In a chapter titled ‘Lost in Waziristan,’ Walsh delves into the ISI’s handling of the country’s geo political affairs. He describes a mysterious, adeptly talented ‘Colonel Imam’ who had long standing ties with ISI and deeply believed in the jihadist ideology of the Afghan Taliban.

In one instance he describes said Imam as a kind of Pakistani T E Lawrence: “the army officer who turned unruly tribesmen into disciplined warriors, and now, through toil of battle, had joined their ranks.”

However, speaking of orientalism, Walsh adds, “Orientalism, even of an Islamist variety, can cloud one’s vision, and the world that Imam helped create was shifting rapidly beneath his feet.”

In many instances of the book, while discerning intricate, layered and rarely-what-it-seems-on-the-surface issues of Pakistan, Walsh also uses poetic prose to supplement his narration. For the bloody partition of India, he employs the words of Saadat Hasan Manto: Such rivers of blood have flowed, that even the heavens are bewildered. To describe the partition, he quotes Jinnah as having said he was being handed a ‘maimed, mutilated and moth-eaten’ country.

To depict the ‘clinical savagery’ as he terms the British efforts to colonise the Pashtuns he uses Rudyard Kipling’s ‘Arithmetic on the Frontier:’
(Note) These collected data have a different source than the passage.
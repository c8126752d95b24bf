use alloy_primitives::{Address, B256, U256};

use crate::codec::common::{Action, CodecError, PoolHint, VenueType, check_layout};
#[cfg(target_arch = "wasm32")]
use serde_wasm_bindgen::{Error, from_value, to_value};
#[cfg(target_arch = "wasm32")]
use wasm_bindgen::prelude::*;

// Word layout, least-significant bit first:
// [0, 160) venue address | [160, 168) venue type | [168, 171) token count |
// [171, 174) input index | [174, 177) output index | [177, 179) action
const VENUE_TYPE_OFFSET: usize = 160;
const TOKEN_COUNT_OFFSET: usize = 168;
const INPUT_INDEX_OFFSET: usize = 171;
const OUTPUT_INDEX_OFFSET: usize = 174;
const ACTION_OFFSET: usize = 177;

const VENUE_TYPE_BITS: usize = 8;
const INDEX_BITS: usize = 3;
const ACTION_BITS: usize = 2;

/// Packs a hint into its instruction word.
pub fn encode(hint: &PoolHint) -> U256 {
    U256::from_be_slice(hint.venue_address().as_slice())
        | U256::from(hint.venue_type() as u8) << VENUE_TYPE_OFFSET
        | U256::from(hint.token_count()) << TOKEN_COUNT_OFFSET
        | U256::from(hint.input_index()) << INPUT_INDEX_OFFSET
        | U256::from(hint.output_index()) << OUTPUT_INDEX_OFFSET
        | U256::from(hint.action() as u8) << ACTION_OFFSET
}

/// Unpacks an instruction word.
///
/// Only the structure is checked here; whether the venue exists is discovered when the hop runs.
/// The layout and action are checked before the venue type, so a malformed word is always
/// `MalformedHint` whatever its venue ordinal. Bits above the action field are ignored.
pub fn decode(word: U256) -> Result<PoolHint, CodecError> {
    let token_count = field(word, TOKEN_COUNT_OFFSET, INDEX_BITS);
    let input_index = field(word, INPUT_INDEX_OFFSET, INDEX_BITS);
    let output_index = field(word, OUTPUT_INDEX_OFFSET, INDEX_BITS);
    check_layout(token_count, input_index, output_index).map_err(CodecError::MalformedHint)?;
    let action = Action::try_from(field(word, ACTION_OFFSET, ACTION_BITS))?;
    let venue_type = VenueType::try_from(field(word, VENUE_TYPE_OFFSET, VENUE_TYPE_BITS))?;

    let venue_address = Address::from_word(B256::from(word.to_be_bytes::<32>()));
    PoolHint::new(
        venue_address,
        venue_type,
        token_count,
        input_index,
        output_index,
        action,
    )
}

/// Extracts `width` bits starting at `offset`. `width` never exceeds 8.
fn field(word: U256, offset: usize, width: usize) -> u8 {
    let mask = U256::from((1u16 << width) - 1);
    ((word >> offset) & mask).to::<u8>()
}


// WASM wrapper functions
#[cfg(target_arch = "wasm32")]
#[wasm_bindgen]
pub fn wasm_encode_pool_hint(hint: JsValue) -> Result<JsValue, Error> {
    let hint: PoolHint = from_value(hint)?;
    to_value(&encode(&hint))
}

#[cfg(target_arch = "wasm32")]
#[wasm_bindgen]
pub fn wasm_decode_pool_hint(word: JsValue) -> Result<JsValue, Error> {
    let word: U256 = from_value(word)?;
    let hint = decode(word).map_err(|e| Error::new(e.to_string()))?;
    to_value(&hint)
}
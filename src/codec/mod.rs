pub mod common;
pub mod hint;

pub use common::{Action, CodecError, Malformation, PoolHint, VenueType};
pub use hint::{decode, encode};
use alloy_primitives::{U256, U512};
use serde::{Deserialize, Serialize};
use thiserror::Error;

/// Basis points in one whole.
pub const BPS_DENOMINATOR: u16 = 10_000;

#[derive(Clone, Copy, Debug, PartialEq, Eq, Serialize, Deserialize, Error)]
pub enum MathError {
    #[error("division by zero")]
    DivisionByZero,
    #[error("result does not fit in 256 bits")]
    Overflow,
    #[error("tolerance of {0} bps exceeds 10000")]
    ToleranceOutOfRange(u16),
}

/// Calculates (x * y / denominator) with full precision, rounding towards zero.
pub fn mul_div_floor(x: U256, y: U256, denominator: U256) -> Result<U256, MathError> {
    if denominator.is_zero() {
        return Err(MathError::DivisionByZero);
    }
    let prod = U512::from(x) * U512::from(y);
    let result = prod / U512::from(denominator);
    if result > U512::from(U256::MAX) {
        return Err(MathError::Overflow);
    }
    Ok(result.to::<U256>())
}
With home-bred horders the hillsides teem,

The troop-ships bring us one by one,

At vast expense of time and steam,

To slay Afridis where they run.

 

Specifically on Islam’s role in the state, Walsh traces back to Muhammad Ali Jinnah: “Jinnah’s ideological tango on Islam foreshadowed an ambiguity that would become the refuge of Pakistani leaders for decades to come, mostly to disastrous effect.”

 

Of the complex, layered, often at odds with itself and always in conflict on all sides, Pakistan’s story has been told and retold from many different perspectives. It traces back to its origins, it’s a critique of Ayub Khan’s military coup that set the country on a course it’s been unable to retreat back from, it’s the story of Zia ul Haq’s role in ‘Islamisation’ of the country, it is the power tussle between its democratic leaders, its supreme court and its military, it’s the relationship it has with its neighbours in China, Iran, Afghanistan, India – each a study in itself – and it is the story of its relationship with the West. Walsh tells this tale with care and nuance. Each chapter covers a different region, a new person and a distinctive issue. There is some of himself in certain of his stories: tales of his visits to the frontier region during election campaigns, a trip to Waziristan with the Pakistani military, a covert interview pulled off with Asma Jahangir during her house arrest – each page is filled with detail and insight acquired over his years in Pakistan. Some of this narration of its contemporary history is weaved in with instances of the role of British colonialism within the region. It’s an introspective for a nation whose trajectory has been lined with adversaries even before its birth.